С тех пор положение значительно усложнилось. «Недовольство ухудшением экономического положения в республиках и общей политической и морально–нравственной обстановкой (что особенно ощущалось в последние годы руководства страной Л. Брежневым и К. Черненко) проецировалось на Центр, который ассоциировался с русскими». В результате «у русских появились оборонительные, защитные, а у части и наступательные настроения… которые вызывали реакцию консолидации среди русских в самой России… Межнациональные установки русских ухудшились не только в республиках, но и в России… По опросам конца 80–х годов, доля русских с этническими предубеждениями возросла не менее чем в 1,5–2 раза» [11].

Существует опасная тенденция абсолютизации племенной культуры. Г. Шиманов давно защищал необходимость борьбы с диалогом между народами. Нации не должны «без нужды общаться с инородцами». «Национальные организмы должны быть замкнутыми и непроницаемыми друг для друга». Курьезно то, что эта программа крайнего национального локализма сочетается с идеей сохранения многонационального советского общества, которое рассматривалось как «мистический организм», состоящий из наций, «дополняющих взаимно друг друга и составляющих во главе с русским народом малое человечество — начало и духовный детектор для человечества большого». У Шиманова замкнутость наций каким–то образом сочетается с идеей всемирного православия. Налицо программа, которая прямой дорогой ведет к самоубийственным конфликтам между народами.

Подобные настроения могут найти отклик в национальных республиках. А. Амальрик предвидел, что в кризисной ситуации «крайне усилятся националистические тенденции у нерусских народов Советского Союза, прежде всего в Прибалтике, на Кавказе и на Украине, затем в Средней Азии и в Поволжье», что «в ряде случаев носителями таких тенденций могут стать национальные партийные кадры» [12]. В конечном итоге можно предположить инверсионный переход от модификации идеологии извечной борьбы бедных и богатых к ее модификации как столкновения народов.

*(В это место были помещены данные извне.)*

use thiserror::Error;

use crate::session::{Operation, Status};

#[derive(Debug, Clone, PartialEq, Error)]
pub enum GameError {
    #[error("Game not found: {0}")]
    NotFound(String),
    #[error("Not enough money! Purchase costs {cost:.2} but only {available:.2} is available")]
    InsufficientFunds { cost: f64, available: f64 },
    #[error("invalid request: {0}")]
    InvalidRequest(String),
    #[error("Unknown tool: {0}")]
    UnknownOperation(String),
    #[error("cannot {operation} while the stand is {status}")]
    IllegalTransition { operation: Operation, status: Status },
}

impl GameError {
    pub fn invalid(message: impl Into<String>) -> Self {
        Self::InvalidRequest(message.into())
    }
}

pub type GameResult<T> = Result<T, GameError>;
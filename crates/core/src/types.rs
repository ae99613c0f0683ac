use std::fmt;

use serde::{Deserialize, Serialize};

#[derive(Debug, Clone, Copy, Serialize, Deserialize, PartialEq, Eq, Hash)]
#[serde(rename_all = "lowercase")]
pub enum ResourceKind {
    Cups,
    Lemons,
    Sugar,
    Ice,
}

impl ResourceKind {
    pub const ALL: [ResourceKind; 4] = [
        ResourceKind::Cups,
        ResourceKind::Lemons,
        ResourceKind::Sugar,
        ResourceKind::Ice,
    ];

    pub fn as_str(&self) -> &'static str {
        match self {
            ResourceKind::Cups => "cups",
            ResourceKind::Lemons => "lemons",
            ResourceKind::Sugar => "sugar",
            ResourceKind::Ice => "ice",
        }
    }
}

impl fmt::Display for ResourceKind {
    fn fmt(&self, f: &mut fmt::Formatter<'_>) -> fmt::Result {
        f.write_str(self.as_str())
    }
}

/// Stock on hand, one non-negative count per resource kind.
#[derive(Debug, Clone, Copy, Default, Serialize, Deserialize, PartialEq, Eq)]
pub struct Inventory {
    pub cups: u32,
    pub lemons: u32,
    pub sugar: u32,
    pub ice: u32,
}

impl Inventory {
    pub fn get(&self, kind: ResourceKind) -> u32 {
        match kind {
            ResourceKind::Cups => self.cups,
            ResourceKind::Lemons => self.lemons,
            ResourceKind::Sugar => self.sugar,
            ResourceKind::Ice => self.ice,
        }
    }

    pub fn get_mut(&mut self, kind: ResourceKind) -> &mut u32 {
        match kind {
            ResourceKind::Cups => &mut self.cups,
            ResourceKind::Lemons => &mut self.lemons,
            ResourceKind::Sugar => &mut self.sugar,
            ResourceKind::Ice => &mut self.ice,
        }
    }

    /// Ice never carries over between days.
    pub fn melt_ice(mut self) -> Self {
        self.ice = 0;
        self
    }
}

#[cfg(test)]
mod tests {
    use super::*;

    #[test]
    fn accessors_cover_every_kind() {
        let mut inventory = Inventory::default();
        for (offset, kind) in ResourceKind::ALL.iter().enumerate() {
            *inventory.get_mut(*kind) = offset as u32 + 1;
        }
        assert_eq!(
            inventory,
            Inventory {
                cups: 1,
                lemons: 2,
                sugar: 3,
                ice: 4
            }
        );
        assert_eq!(inventory.get(ResourceKind::Sugar), 3);
    }

    #[test]
    fn melting_only_clears_ice() {
        let inventory = Inventory {
            cups: 5,
            lemons: 6,
            sugar: 7,
            ice: 30,
        }
        .melt_ice();
        assert_eq!(inventory.ice, 0);
        assert_eq!(inventory.cups, 5);
        assert_eq!(inventory.lemons, 6);
        assert_eq!(inventory.sugar, 7);
    }
}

Автор «Снов земли» пишет: «Видимо, за попыткой догнать и перегнать Запад должен быть зигзаг обособления в себе, берложности и переваривания проглоченного… Кто знает? Может быть, почвенный зигзаг необходим» (Самиздат). Следователь но, мысль о возможности существенного поворота к национальным ценностям как своеобразной реакции на период господства псевдосинкретизма в разных формах имела хождение в стране.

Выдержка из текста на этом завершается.